Murder Linked to Immigration Marriage Fraud, Case Number Five

By David North on February 28, 2013

Immigration marriage fraud, often taken all too lightly by the press, has yet again been linked with murder.

This is the fifth time we have seen this linkage in the last couple of years, with previous cases noted in an earlier blog.

The latest incidence of these combined crimes appeared in a February 27 New York Times article. It told of a Pakistani family that threatened to kill one of their own, a 22-year-old U.S. citizen who once lived in Brooklyn, if she did not proceed with a fraudulent marriage to a Pakistani, who presumably wanted a green card.
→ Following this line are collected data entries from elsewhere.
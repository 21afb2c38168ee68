//! Error types for the `framepump` crate.
//!
//! This module defines [`PipelineError`], the unified error type returned by
//! every fallible operation in the crate. The variants follow the stage that
//! failed: opening the container, creating or driving the decoder, building
//! the filter graph, or an unexpected fault while frames are flowing.
//!
//! Construction-time failures ([`Open`](PipelineError::Open),
//! [`Decode`](PipelineError::Decode) during setup, including a first frame
//! that cannot be decoded, and [`Graph`](PipelineError::Graph)) abort
//! pipeline creation entirely.
//! Mid-stream failures put the pipeline into
//! [`PipelineState::Failed`](crate::PipelineState::Failed) and are reported
//! exactly once.

use std::{
    fmt::{Display, Formatter, Result as FmtResult},
    io::Error as IoError,
    path::PathBuf,
};

use ffmpeg_next::Error as FfmpegError;
use image::ImageError;
use thiserror::Error;

/// Why a media source could not be opened.
#[derive(Debug, Clone, Copy, PartialEq, Eq, Hash)]
pub enum OpenErrorKind {
    /// The path does not exist or could not be opened for reading.
    NotFound,
    /// The data was not recognised as a container FFmpeg can demux.
    UnsupportedContainer,
    /// The container holds no video stream.
    NoVideoStream,
}

/// Why a decoder could not be created or driven.
#[derive(Debug, Clone, Copy, PartialEq, Eq, Hash)]
pub enum DecodeErrorKind {
    /// No decoder exists for the stream's codec (or the requested decoder
    /// name is unknown).
    UnsupportedCodec,
    /// Hardware decoding was required but no usable device exists.
    HardwareUnavailable,
    /// The codec context could not be configured or opened.
    ContextInitFailed,
    /// The first frame could not be decoded while the pipeline was being
    /// built.
    FirstFrameFailed,
    /// The decoder rejected a packet or failed while producing a frame.
    StreamFault,
}

/// Why a filter graph could not be built.
#[derive(Debug, Clone, Copy, PartialEq, Eq, Hash)]
pub enum GraphErrorKind {
    /// The filter description could not be parsed or names unknown filters.
    ParseFailed,
    /// The chain's formats could not be negotiated, or the negotiated output
    /// is not a packed layout the pixel adapter accepts.
    FormatNegotiationFailed,
    /// Frames would leave the graph still hardware-resident, or a hardware
    /// source lacks a frame pool.
    UnsupportedHardwarePath,
}

impl Display for OpenErrorKind {
    fn fmt(&self, f: &mut Formatter<'_>) -> FmtResult {
        let text = match self {
            OpenErrorKind::NotFound => "not found",
            OpenErrorKind::UnsupportedContainer => "unsupported container",
            OpenErrorKind::NoVideoStream => "no video stream",
        };
        f.write_str(text)
    }
}

impl Display for DecodeErrorKind {
    fn fmt(&self, f: &mut Formatter<'_>) -> FmtResult {
        let text = match self {
            DecodeErrorKind::UnsupportedCodec => "unsupported codec",
            DecodeErrorKind::HardwareUnavailable => "hardware unavailable",
            DecodeErrorKind::ContextInitFailed => "context initialisation failed",
            DecodeErrorKind::FirstFrameFailed => "first frame failed",
            DecodeErrorKind::StreamFault => "stream fault",
        };
        f.write_str(text)
    }
}

impl Display for GraphErrorKind {
    fn fmt(&self, f: &mut Formatter<'_>) -> FmtResult {
        let text = match self {
            GraphErrorKind::ParseFailed => "parse failed",
            GraphErrorKind::FormatNegotiationFailed => "format negotiation failed",
            GraphErrorKind::UnsupportedHardwarePath => "unsupported hardware path",
        };
        f.write_str(text)
    }
}

/// The unified error type for all `framepump` operations.
///
/// Variants carry enough context to diagnose the problem without additional
/// logging at the call site.
#[derive(Debug, Error)]
#[non_exhaustive]
pub enum PipelineError {
    /// The media source could not be opened.
    #[error("Failed to open media source at {path} ({kind}): {reason}")]
    Open {
        /// Path that was passed to [`crate::Pipeline::open`].
        path: PathBuf,
        /// Category of the failure.
        kind: OpenErrorKind,
        /// Underlying reason reported by FFmpeg.
        reason: String,
    },

    /// The decoder could not be created, or failed while decoding.
    #[error("Decoder error ({kind}): {reason}")]
    Decode {
        /// Category of the failure.
        kind: DecodeErrorKind,
        /// Underlying reason.
        reason: String,
    },

    /// The filter graph could not be built.
    #[error("Filter graph error ({kind}): {reason}")]
    Graph {
        /// Category of the failure.
        kind: GraphErrorKind,
        /// Underlying reason.
        reason: String,
    },

    /// An unexpected fault in the middle of the pipeline, such as a failed
    /// hardware buffer map on a specific frame.
    #[error("Pipeline runtime error: {0}")]
    Runtime(String),

    /// An I/O error while writing exported frames.
    #[error("I/O error: {0}")]
    IoError(#[from] IoError),

    /// An error from the `image` crate during frame export.
    #[error("Image processing error: {0}")]
    ImageError(#[from] ImageError),
}

impl PipelineError {
    pub(crate) fn open(path: impl Into<PathBuf>, kind: OpenErrorKind, reason: impl Display) -> Self {
        PipelineError::Open {
            path: path.into(),
            kind,
            reason: reason.to_string(),
        }
    }

    pub(crate) fn decode(kind: DecodeErrorKind, reason: impl Display) -> Self {
        PipelineError::Decode {
            kind,
            reason: reason.to_string(),
        }
    }

    /// Reclassify a fault hit while decoding the first frame during
    /// construction.
    pub(crate) fn at_first_frame(self) -> Self {
        if self.is_construction_error() {
            return self;
        }
        PipelineError::decode(
            DecodeErrorKind::FirstFrameFailed,
            format!("Failed to decode the first frame: {self}"),
        )
    }

    pub(crate) fn graph(kind: GraphErrorKind, reason: impl Display) -> Self {
        PipelineError::Graph {
            kind,
            reason: reason.to_string(),
        }
    }

    /// Returns `true` for errors that can only occur while constructing a
    /// pipeline.
    pub fn is_construction_error(&self) -> bool {
        match self {
            PipelineError::Open { .. } | PipelineError::Graph { .. } => true,
            PipelineError::Decode { kind, .. } => *kind != DecodeErrorKind::StreamFault,
            _ => false,
        }
    }
}

impl From<FfmpegError> for PipelineError {
    fn from(error: FfmpegError) -> Self {
        PipelineError::Runtime(format!("FFmpeg error: {error}"))
    }
}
Amina Ajmal went through with the marriage and there were 1,000 guests present, which suggests family-wide acceptance of the marriage, an ominous sign. Subsequently, her father, without her consent, filed a petition over her (presumably forged) signature seeking residence for her new spouse.

The young woman's relatives not only threatened her with death, according to the paper, but her Brooklyn-resident father (citizenship not clear) told her over the phone that if she did not return home he would "arrange for members of her family in Pakistan to be killed, authorities said."

Given the father-daughter relationship, "members of her family" would have had to include either his own relatives, or his in-laws; that part was also not clear.

What was clear was that these were not hollow threats, as the Times story continued, "On Monday Pakistani police and news media reported that two relatives of Ms. Ajmal's had been fatally shot, and that another had been severely injured."

As is often the case, the whole situation did not come to light because of careful USCIS monitoring of the application, nor was government action forthcoming before the marriage or before the murders, but once Ms. Ajmal complained it started helping. According to the Times, the bride escaped from her relatives in Pakistan with the help of the U.S. embassy; subsequently ICE agents arrested the father, who is being held without bail.

More broadly, the United States is much too casual about who is admitted to this country as a result of visa applications filed by members of extended families; is particularly obtuse about the problems of forced marriages (such as Ms. Ajmal's); and is considerably less aware of these matters than UK immigration officials, as noted in an earlier blog.